El jurado ya anunció el martes 1 de julio que había llegado a una conclusión acerca de cuatro de los cinco delitos de los que se acusaba al rapero, también llamado Puff Daddy o Diddy, pero que no habían tomado una decisión acerca de del de crimen organizado. Cuando acudieron a la sala, el juez Arun Subramanian les pidió que continuaran con sus deliberaciones.
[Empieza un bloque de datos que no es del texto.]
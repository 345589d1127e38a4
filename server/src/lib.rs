//! Authoritative game server.
//!
//! The server owns the canonical simulation. Clients only ever send inputs;
//! the server steps the world at a fixed cadence, broadcasts snapshots at a
//! slower one, and every snapshot names the last input packet it has folded
//! in so clients can reconcile their predictions against it.

pub mod game;
pub mod network;
pub mod score;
El martes, Subramanian llegó a llamar a los miembros del jurado a la sala para rechazar que dieran un veredicto parcial e instarles a continuar pensando. Además, les recordó que su decisión debe ser unánime, pero que “no están obligados a renunciar a sus convicciones honestas sobre el efecto o el peso de las pruebas con el mero propósito de emitir un veredicto o únicamente por la opinión de otros miembros del jurado”.
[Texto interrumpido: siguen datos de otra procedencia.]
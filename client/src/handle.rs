//! Asynchronous, serialized access to a physics world.
//!
//! The world lives on its own dedicated thread; callers submit closures
//! through an ordered task queue, so no two operations against the same
//! world ever run concurrently even when issued concurrently. `batch`
//! submits one closure that runs atomically with respect to every other
//! caller, which is what reconciliation needs for its rewind-and-replay.

use log::warn;
use shared::engine::PhysicsWorld;
use shared::map::Rect;
use shared::{BombState, NetError, PlayerState, Vec2, WorldState};
use std::future::Future;
use std::panic::{catch_unwind, AssertUnwindSafe};
use std::sync::atomic::{AtomicUsize, Ordering};
use std::sync::Arc;
use tokio::sync::{mpsc, oneshot};

type Task<W> = Box<dyn FnOnce(&mut W) + Send>;

/// Decrements the in-flight count when dropped, so the count clears on the
/// unwind path of a panicking task as well.
struct InFlightGuard(Arc<AtomicUsize>);

impl Drop for InFlightGuard {
    fn drop(&mut self) {
        self.0.fetch_sub(1, Ordering::SeqCst);
    }
}

pub struct PhysicsHandle<W = PhysicsWorld> {
    tasks: mpsc::UnboundedSender<Task<W>>,
    in_flight: Arc<AtomicUsize>,
}

impl<W: Send + 'static> PhysicsHandle<W> {
    /// Moves `world` onto a fresh worker thread and returns its handle.
    pub fn spawn(world: W) -> Self {
        let (tasks, mut rx) = mpsc::unbounded_channel::<Task<W>>();
        let in_flight = Arc::new(AtomicUsize::new(0));

        std::thread::spawn(move || {
            let mut world = world;
            while let Some(task) = rx.blocking_recv() {
                // A panicking task is fatal to that task only; later tasks
                // still run against whatever state resulted.
                if catch_unwind(AssertUnwindSafe(|| task(&mut world))).is_err() {
                    warn!("physics task panicked, continuing with current world state");
                }
            }
        });

        Self { tasks, in_flight }
    }

    /// True while any submitted task has not yet finished. A batch stacked
    /// behind other work keeps this true until that batch itself completes.
    pub fn busy(&self) -> bool {
        self.in_flight.load(Ordering::SeqCst) > 0
    }

    /// Runs `f` against the world as one atomic task and resolves with its
    /// result once the queue reaches it. The task is enqueued immediately,
    /// before the returned future is first polled, so `busy` reflects it
    /// right away.
    pub fn batch<T, F>(&self, f: F) -> impl Future<Output = Result<T, NetError>>
    where
        F: FnOnce(&mut W) -> T + Send + 'static,
        T: Send + 'static,
    {
        let (tx, rx) = oneshot::channel();
        self.in_flight.fetch_add(1, Ordering::SeqCst);
        let counter = Arc::clone(&self.in_flight);

        let submitted = self.tasks.send(Box::new(move |world: &mut W| {
            // The count must clear before the result is delivered; a caller
            // that saw its batch resolve must never read a stale busy flag.
            let in_flight = InFlightGuard(counter);
            let result = f(world);
            drop(in_flight);
            let _ = tx.send(result);
        }));
        if submitted.is_err() {
            self.in_flight.fetch_sub(1, Ordering::SeqCst);
        }

        async move {
            if submitted.is_err() {
                return Err(NetError::WorkerGone);
            }
            rx.await.map_err(|_| NetError::WorkerGone)
        }
    }
}

/// Single-operation conveniences; each is a batch of one.
impl PhysicsHandle<PhysicsWorld> {
    pub async fn set_world_state(&self, state: WorldState) -> Result<(), NetError> {
        self.batch(move |w| w.set_world_state(&state)).await
    }

    pub async fn step(&self, dt: f32) -> Result<(), NetError> {
        self.batch(move |w| w.step(dt)).await
    }

    pub async fn set_player_velocity(&self, id: u32, vel: Vec2) -> Result<(), NetError> {
        self.batch(move |w| w.set_player_velocity(id, vel)).await
    }

    pub async fn get_player_state(&self, id: u32) -> Result<Option<PlayerState>, NetError> {
        self.batch(move |w| w.get_player_state(id)).await
    }

    pub async fn add_wall(&self, wall: Rect) -> Result<(), NetError> {
        self.batch(move |w| w.add_wall(wall)).await
    }

    pub async fn add_player(&self, player: PlayerState) -> Result<(), NetError> {
        self.batch(move |w| w.add_player(player)).await
    }

    pub async fn remove_player(&self, id: u32) -> Result<(), NetError> {
        self.batch(move |w| w.remove_player(id)).await
    }

    pub async fn add_bomb(&self, bomb: BombState) -> Result<(), NetError> {
        self.batch(move |w| w.add_bomb(bomb)).await
    }

    pub async fn remove_bomb(&self, id: u32) -> Result<(), NetError> {
        self.batch(move |w| w.remove_bomb(id)).await
    }
}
El último cargo, el de asociación ilícita, siempre ha sido el más complejo de todo el proceso. Puede acarrear, además, prisión de por vida. De ahí las dudas del jurado, que pidió volver a revisar el testimonio de Casandra Ventura, expareja de Combs, y en concreto el incidente ocurrido en 2016 en el Hotel Intercontinental de Los Ángeles (California), donde el rapero arrastró a la cantante por el pasillo de vuelta a su habitación, mientras ella intentaba huir. La cuestión es que ese delito requiere de muchos requisitos para cumplirse, puesto que debe quedar probado que Combs encabezaba una red delictiva. Para ello, tendría que demostrarse que el músico se puso de acuerdo —de manera verbal o escrita, expresa o implícita— con al menos una persona más de esa red, que debe ser su socio o empleado, para cometer al menos dos crímenes de una lista de 35, entre los que se encuentran los de secuestro, incendio, tráfico de personas, posesión y distribución de sustancias, labores forzosas, extorsión… Eso tendría que haber ocurrido en menos de 10 años, y las actividades ilícitas debían afectar a diversos Estados de EE UU o al extranjero, es decir, no solo a un Estado.